▸ **Exercise brief**
What is needed here is an exact repetition of the records below, beginning at the line that has "scroll-region and synchronized" and stopping after the line that has "Self::detect_from_inputs(&DetectInputs::from_env(), is_tty)".

Records from a dataset:
--- START ---

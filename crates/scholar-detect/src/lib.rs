//! Scholarly-versus-popular document classification.
//!
//! A PDF is reduced to plain text, sent to a zero-shot classification
//! endpoint with two candidate labels, and paired with a few keyword
//! indicators that explain the verdict.

pub mod analysis;
pub mod classifier;
pub mod config;
pub mod document;
pub mod error;
pub mod heuristics;
pub mod report;
pub mod telemetry;

pub use analysis::{AnalysisError, DocumentAnalysis, DocumentAnalyzer, Verdict};
pub use classifier::{CandidateLabels, InferenceClient, ZeroShotClassifier};
#![forbid(unsafe_code)]

//! Canonical input/event types.
//!
//! This module defines the standard event types used throughout ftui for
//! input handling. All events derive `Clone`, `PartialEq`, and `Eq` for
//! use in tests and pattern matching.
//!
//! # Design Notes
//!
//! - Mouse coordinates are 0-indexed (terminal is 1-indexed internally)
//! - `KeyEventKind` defaults to `Press` when not available from the terminal
//! - `Modifiers` use bitflags for easy combination
//! - Clipboard events are optional and feature-gated in the future

use std::fmt;

use bitflags::bitflags;
#[cfg(not(target_arch = "wasm32"))]
use crossterm::event as cte;

/// Canonical input event.
///
/// This enum represents all possible input events that ftui can receive
/// from the terminal.
#[derive(Debug, Clone, PartialEq, Eq)]
pub enum Event {
    /// A keyboard event.
    Key(KeyEvent),

    /// A mouse event.
    Mouse(MouseEvent),

    /// Terminal was resized.
    Resize {
        /// New terminal width in columns.
        width: u16,
        /// New terminal height in rows.
        height: u16,
    },

    /// Paste event (from bracketed paste mode).
    Paste(PasteEvent),

    /// Focus gained or lost.
    ///
    /// `true` = focus gained, `false` = focus lost.
    Focus(bool),

    /// Clipboard content received (optional, from OSC 52 response).
    Clipboard(ClipboardEvent),

    /// A tick event from the runtime.
    ///
    /// Fired when a scheduled tick interval elapses. Applications use this
    /// for periodic updates (animations, polling, timers). The model's `update`
    /// method receives the tick and can respond with state changes.
    Tick,
}

impl Event {
    /// Convert a Crossterm event into an ftui [`Event`].
    #[must_use]
    #[cfg(not(target_arch = "wasm32"))]
    pub fn from_crossterm(event: cte::Event) -> Option<Self> {
        map_crossterm_event_internal(event)
    }
}
#![forbid(unsafe_code)]

//! Terminal capability detection.
//!
//! Detects the color level and a handful of feature flags the rest of the
//! engine needs at [`terminal_session`](crate::terminal_session) /
//! `terminal_io` initialize time, purely from environment variables. There
//! is no runtime probing (no device-attribute queries): detection must be
//! synchronous and side-effect free so it can run before the terminal has
//! been put into raw mode.
//!
//! # Detection rules
//!
//! Color level, in order:
//! 1. `NO_COLOR` or `NODE_DISABLE_COLORS` set → [`ColorLevel::Mono`], final.
//! 2. `TERM=dumb` or empty (and not Windows Terminal) → [`ColorLevel::Mono`].
//! 3. `COLORTERM` contains `truecolor`/`24bit`, or `TERM` contains `kitty`,
//!    or `TERM_PROGRAM` is a known truecolor terminal (iTerm.app, WezTerm,
//!    Alacritty, Ghostty, Rio) → [`ColorLevel::TrueColor`].
//! 4. `TERM` contains `256color` → [`ColorLevel::Ansi256`].
//! 5. Otherwise, any non-dumb `TERM` or a non-empty `COLORTERM` →
//!    [`ColorLevel::Ansi16`].
//! 6. Unknown → [`ColorLevel::Mono`].
//!
//! `FORCE_COLOR` (`1`, `2`, `3`, or `true`) then raises (never lowers) the
//! level computed above; it is ignored once `NO_COLOR`/`NODE_DISABLE_COLORS`
//! has forced [`ColorLevel::Mono`].
//!
//! # Invariants
//!
//! 1. Detection is deterministic: the same environment always produces the
//!    same [`TerminalCapabilities`].
//! 2. Capabilities never upgrade mid-session; `detect()` is called once at
//!    initialize and the result is threaded through explicitly.
//! 3. When in doubt, capabilities are disabled — false negatives (missing a
//!    feature that would have worked) are preferred over false positives.

use std::env;

/// Terminal programs known to render 24-bit color correctly.
const TRUECOLOR_TERM_PROGRAMS: &[&str] =
    &["iTerm.app", "WezTerm", "Alacritty", "Ghostty", "Rio"];

/// Color rendering levels, ordered from least to most capable.
///
/// `Ord` reflects capability: `Mono < Ansi16 < Ansi256 < TrueColor`.
#[derive(Debug, Clone, Copy, PartialEq, Eq, PartialOrd, Ord, Hash)]
pub enum ColorLevel {
    /// No color support; attributes only.
    Mono = 0,
    /// 16-color ANSI palette.
    Ansi16 = 1,
    /// 256-color indexed palette.
    Ansi256 = 2,
    /// 24-bit RGB.
    TrueColor = 3,
}

impl ColorLevel {
    #[must_use]
    fn from_force_color(value: &str) -> Option<Self> {
        match value {
            "1" => Some(Self::Ansi16),
            "2" => Some(Self::Ansi256),
            "3" | "true" => Some(Self::TrueColor),
            _ => None,
        }
    }
}

#[derive(Debug, Clone)]
struct DetectInputs {
    no_color: bool,
    node_disable_colors: bool,
    force_color: Option<String>,
    term: String,
    term_program: String,
    colorterm: String,
    wt_session: bool,
    in_tmux: bool,
    in_screen: bool,
}

impl DetectInputs {
    fn from_env() -> Self {
        Self {
            no_color: env::var("NO_COLOR").is_ok(),
            node_disable_colors: env::var("NODE_DISABLE_COLORS").is_ok(),
            force_color: env::var("FORCE_COLOR").ok(),
            term: env::var("TERM").unwrap_or_default(),
            term_program: env::var("TERM_PROGRAM").unwrap_or_default(),
            colorterm: env::var("COLORTERM").unwrap_or_default(),
            wt_session: env::var("WT_SESSION").is_ok(),
            in_tmux: env::var("TMUX").is_ok(),
            in_screen: env::var("STY").is_ok(),
        }
    }
}

/// Detected (or overridden) terminal capabilities.
///
/// Produced once at initialize time via [`TerminalCapabilities::detect`] and
/// passed explicitly through the engine — there is no process-wide global.
#[derive(Debug, Clone, Copy, PartialEq, Eq)]
pub struct TerminalCapabilities {
    /// Color rendering level, used by the presenter to downgrade `Color`
    /// values at flush time.
    pub color_level: ColorLevel,
    /// Whether the host can be trusted to render Unicode box-drawing and
    /// wide glyphs; `false` downgrades to ASCII substitutes.
    pub unicode_symbols: bool,
    /// Whether output is attached to a real TTY. `false` puts the terminal
    /// I/O manager into degraded mode.
    pub is_tty: bool,
    /// True 24-bit color support, independent of `color_level` (presenter
    /// downgrade math uses `color_level`; this is a convenience check used
    /// by inline-mode strategy selection).
    pub true_color: bool,
    /// Scroll region (DECSTBM) support, used by inline mode to anchor a UI
    /// region while logs scroll above it.
    pub scroll_region: bool,
    /// Synchronized output (DEC private mode 2026) support; reduces flicker
    /// during multi-write frame presents.
    pub sync_output: bool,
    /// Running inside `tmux`.
    pub in_tmux: bool,
    /// Running inside GNU `screen`.
    pub in_screen: bool,
}

impl TerminalCapabilities {
    /// Whether the host is any known terminal multiplexer.
    ///
    /// Multiplexers frequently mishandle scroll-region and synchronized
    /// output sequences, so inline mode falls back to the most portable
    /// strategy whenever this is true (see
    /// [`inline_mode::InlineStrategy::select`](crate::inline_mode::InlineStrategy::select)).
    #[must_use]
    pub const fn in_any_mux(&self) -> bool {
        self.in_tmux || self.in_screen
    }
}

impl Default for TerminalCapabilities {
    fn default() -> Self {
        Self::basic()
    }
}

impl TerminalCapabilities {
    /// A conservative fallback: no color, ASCII-only, not a TTY.
    ///
    /// Safe to use whenever detection cannot run (e.g. before a stream is
    /// known to be a terminal at all).
    #[must_use]
    pub const fn basic() -> Self {
        Self {
            color_level: ColorLevel::Mono,
            unicode_symbols: false,
            is_tty: false,
            true_color: false,
            scroll_region: false,
            sync_output: false,
            in_tmux: false,
            in_screen: false,
        }
    }

    /// Detect capabilities from the process environment.
    ///
    /// `is_tty` must be supplied by the caller (this module has no I/O
    /// access of its own); everything else comes from environment hints.
    #[must_use]
    pub fn detect(is_tty: bool) -> Self {
        Self::detect_from_inputs(&DetectInputs::from_env(), is_tty)
    }

    fn detect_from_inputs(env: &DetectInputs, is_tty: bool) -> Self {
        let color_level = Self::detect_color_level(env);
        let unicode_symbols = Self::detect_unicode_symbols(env);
        // Scroll regions (DECSTBM) are near-universal on anything that
        // isn't a dumb pipe; synchronized output is newer and only assumed
        // on terminals we already trust for true color.
        let scroll_region = is_tty && color_level > ColorLevel::Mono;
        let sync_output = is_tty && color_level == ColorLevel::TrueColor;
        Self {
            color_level,
            unicode_symbols,
            is_tty,
            true_color: color_level == ColorLevel::TrueColor,
            scroll_region,
            sync_output,
            in_tmux: env.in_tmux,
            in_screen: env.in_screen,
        }
    }

    fn detect_color_level(env: &DetectInputs) -> ColorLevel {
        if env.no_color || env.node_disable_colors {
            return ColorLevel::Mono;
        }

        let term = env.term.as_str();
        let term_program = env.term_program.as_str();
        let colorterm = env.colorterm.as_str();
        let is_dumb = term == "dumb" || (term.is_empty() && !env.wt_session);

        let base = if is_dumb {
            ColorLevel::Mono
        } else if colorterm.contains("truecolor")
            || colorterm.contains("24bit")
            || term.contains("kitty")
            || TRUECOLOR_TERM_PROGRAMS.contains(&term_program)
        {
            ColorLevel::TrueColor
        } else if term.contains("256color") || term.contains("256") {
            ColorLevel::Ansi256
        } else if !term.is_empty() || !colorterm.is_empty() || env.wt_session {
            ColorLevel::Ansi16
        } else {
            ColorLevel::Mono
        };

        match env.force_color.as_deref().and_then(ColorLevel::from_force_color) {
            Some(forced) if forced > base => forced,
            _ => base,
        }
    }

    fn detect_unicode_symbols(env: &DetectInputs) -> bool {
        let is_windows_host = cfg!(windows);
        if !is_windows_host {
            return true;
        }
        env.wt_session
            || env.term_program == "vscode"
            || env.term_program.contains("JetBrains")
    }
}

--- END ---

▸ **Task response**
    /// Multiplexers frequently mishandle scroll-region and synchronized
    /// output sequences, so inline mode falls back to the most portable
    /// strategy whenever this is true (see
    /// [`inline_mode::InlineStrategy::select`](crate::inline_mode::InlineStrategy::select)).
    #[must_use]
    pub const fn in_any_mux(&self) -> bool {
        self.in_tmux || self.in_screen
    }
}

impl Default for TerminalCapabilities {
    fn default() -> Self {
        Self::basic()
    }
}

impl TerminalCapabilities {
    /// A conservative fallback: no color, ASCII-only, not a TTY.
    ///
    /// Safe to use whenever detection cannot run (e.g. before a stream is
    /// known to be a terminal at all).
    #[must_use]
    pub const fn basic() -> Self {
        Self {
            color_level: ColorLevel::Mono,
            unicode_symbols: false,
            is_tty: false,
            true_color: false,
            scroll_region: false,
            sync_output: false,
            in_tmux: false,
            in_screen: false,
        }
    }

    /// Detect capabilities from the process environment.
    ///
    /// `is_tty` must be supplied by the caller (this module has no I/O
    /// access of its own); everything else comes from environment hints.
    #[must_use]
    pub fn detect(is_tty: bool) -> Self {
        Self::detect_from_inputs(&DetectInputs::from_env(), is_tty)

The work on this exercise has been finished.